• **TASK STATEMENT**
Please go line by line through the material and copy each one containing the word "match".

---- MATERIAL SUPPLIED

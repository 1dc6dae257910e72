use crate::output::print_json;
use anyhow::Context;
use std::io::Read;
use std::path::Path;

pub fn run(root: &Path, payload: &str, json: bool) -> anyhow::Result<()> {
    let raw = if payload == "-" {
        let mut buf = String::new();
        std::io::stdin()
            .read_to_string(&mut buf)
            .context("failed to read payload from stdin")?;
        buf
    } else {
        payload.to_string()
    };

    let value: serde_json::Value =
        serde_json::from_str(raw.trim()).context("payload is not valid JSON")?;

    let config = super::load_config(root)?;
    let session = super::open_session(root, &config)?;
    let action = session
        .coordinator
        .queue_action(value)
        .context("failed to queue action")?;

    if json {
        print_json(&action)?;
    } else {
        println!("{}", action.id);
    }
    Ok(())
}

--------
---- MATERIAL SUPPLIED

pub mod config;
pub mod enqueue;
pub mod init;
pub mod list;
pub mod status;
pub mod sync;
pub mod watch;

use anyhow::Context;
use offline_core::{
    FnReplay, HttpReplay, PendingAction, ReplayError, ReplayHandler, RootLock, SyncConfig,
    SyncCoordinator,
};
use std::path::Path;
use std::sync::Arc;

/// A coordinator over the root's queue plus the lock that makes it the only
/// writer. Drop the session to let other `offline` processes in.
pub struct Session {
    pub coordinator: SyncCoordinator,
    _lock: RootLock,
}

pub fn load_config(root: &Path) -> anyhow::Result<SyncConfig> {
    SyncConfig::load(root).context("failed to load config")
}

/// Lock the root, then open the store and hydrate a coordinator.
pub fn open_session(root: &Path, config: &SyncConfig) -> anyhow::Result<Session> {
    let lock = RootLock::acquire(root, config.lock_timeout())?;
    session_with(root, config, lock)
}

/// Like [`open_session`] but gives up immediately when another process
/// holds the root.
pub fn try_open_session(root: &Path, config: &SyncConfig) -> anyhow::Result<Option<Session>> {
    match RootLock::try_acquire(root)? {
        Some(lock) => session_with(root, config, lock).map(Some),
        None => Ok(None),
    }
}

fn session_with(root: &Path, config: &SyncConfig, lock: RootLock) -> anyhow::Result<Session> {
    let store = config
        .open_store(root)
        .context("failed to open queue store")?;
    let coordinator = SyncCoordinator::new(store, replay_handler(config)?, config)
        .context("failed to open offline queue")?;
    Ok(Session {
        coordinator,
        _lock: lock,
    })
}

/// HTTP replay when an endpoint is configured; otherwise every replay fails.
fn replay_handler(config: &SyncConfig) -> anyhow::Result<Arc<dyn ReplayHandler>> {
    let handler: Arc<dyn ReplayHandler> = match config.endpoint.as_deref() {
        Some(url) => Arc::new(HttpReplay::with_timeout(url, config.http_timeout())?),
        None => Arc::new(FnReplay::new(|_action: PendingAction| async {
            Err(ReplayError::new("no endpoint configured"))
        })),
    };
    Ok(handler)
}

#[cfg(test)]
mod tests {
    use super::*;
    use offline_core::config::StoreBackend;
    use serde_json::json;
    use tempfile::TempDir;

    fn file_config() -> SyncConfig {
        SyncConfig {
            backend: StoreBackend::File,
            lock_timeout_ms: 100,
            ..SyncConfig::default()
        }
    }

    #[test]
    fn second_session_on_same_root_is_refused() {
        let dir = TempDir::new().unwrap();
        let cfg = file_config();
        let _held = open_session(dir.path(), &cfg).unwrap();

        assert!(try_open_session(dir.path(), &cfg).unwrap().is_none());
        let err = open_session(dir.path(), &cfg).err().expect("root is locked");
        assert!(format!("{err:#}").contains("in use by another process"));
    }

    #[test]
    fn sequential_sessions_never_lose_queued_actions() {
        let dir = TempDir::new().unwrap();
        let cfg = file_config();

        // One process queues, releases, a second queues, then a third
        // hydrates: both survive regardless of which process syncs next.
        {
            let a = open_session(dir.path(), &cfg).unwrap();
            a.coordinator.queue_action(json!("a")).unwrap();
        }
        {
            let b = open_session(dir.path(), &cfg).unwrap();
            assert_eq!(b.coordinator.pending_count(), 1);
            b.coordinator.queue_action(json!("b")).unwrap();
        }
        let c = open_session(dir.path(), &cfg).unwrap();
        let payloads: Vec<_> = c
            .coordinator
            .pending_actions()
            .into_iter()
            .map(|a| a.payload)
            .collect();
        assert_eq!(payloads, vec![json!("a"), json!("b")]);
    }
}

--------
---- MATERIAL SUPPLIED

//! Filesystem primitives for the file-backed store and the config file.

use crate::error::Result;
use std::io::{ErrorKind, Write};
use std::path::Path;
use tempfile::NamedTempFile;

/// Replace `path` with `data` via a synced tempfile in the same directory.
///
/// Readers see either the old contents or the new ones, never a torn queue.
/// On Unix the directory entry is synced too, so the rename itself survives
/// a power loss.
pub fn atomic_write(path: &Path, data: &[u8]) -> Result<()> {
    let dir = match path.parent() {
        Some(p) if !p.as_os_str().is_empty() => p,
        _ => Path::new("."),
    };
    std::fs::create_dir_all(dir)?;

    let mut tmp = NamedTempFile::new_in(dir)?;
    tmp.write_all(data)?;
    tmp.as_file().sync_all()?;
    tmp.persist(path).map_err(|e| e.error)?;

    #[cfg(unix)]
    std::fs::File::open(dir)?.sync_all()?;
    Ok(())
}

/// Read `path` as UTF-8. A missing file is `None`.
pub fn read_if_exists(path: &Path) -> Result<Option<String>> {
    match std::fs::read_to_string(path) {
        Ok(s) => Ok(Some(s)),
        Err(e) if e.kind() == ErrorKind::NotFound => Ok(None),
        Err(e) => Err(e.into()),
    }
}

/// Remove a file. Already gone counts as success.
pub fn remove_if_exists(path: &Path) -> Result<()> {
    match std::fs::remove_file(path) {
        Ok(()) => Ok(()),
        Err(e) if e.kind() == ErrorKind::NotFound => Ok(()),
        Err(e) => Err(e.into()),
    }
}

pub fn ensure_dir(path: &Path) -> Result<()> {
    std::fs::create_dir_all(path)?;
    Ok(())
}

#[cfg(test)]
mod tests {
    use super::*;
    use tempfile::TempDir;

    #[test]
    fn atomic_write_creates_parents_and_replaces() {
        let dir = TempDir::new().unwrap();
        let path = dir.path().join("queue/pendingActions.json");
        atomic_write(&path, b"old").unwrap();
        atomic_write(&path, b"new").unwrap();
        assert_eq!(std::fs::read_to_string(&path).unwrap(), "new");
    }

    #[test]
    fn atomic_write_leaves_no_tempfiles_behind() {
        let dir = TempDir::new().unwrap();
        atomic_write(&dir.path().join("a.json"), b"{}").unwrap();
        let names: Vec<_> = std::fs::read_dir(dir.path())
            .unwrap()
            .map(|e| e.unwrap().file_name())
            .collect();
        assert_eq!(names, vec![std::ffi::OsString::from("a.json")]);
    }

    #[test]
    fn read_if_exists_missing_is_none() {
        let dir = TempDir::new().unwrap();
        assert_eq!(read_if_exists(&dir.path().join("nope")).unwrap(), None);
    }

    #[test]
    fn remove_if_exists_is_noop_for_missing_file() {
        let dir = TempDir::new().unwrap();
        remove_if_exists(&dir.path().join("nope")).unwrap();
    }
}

--------

• **TASK ANSWER**
    match RootLock::try_acquire(root)? {
    let handler: Arc<dyn ReplayHandler> = match config.endpoint.as_deref() {
    let dir = match path.parent() {
    match std::fs::read_to_string(path) {
    match std::fs::remove_file(path) {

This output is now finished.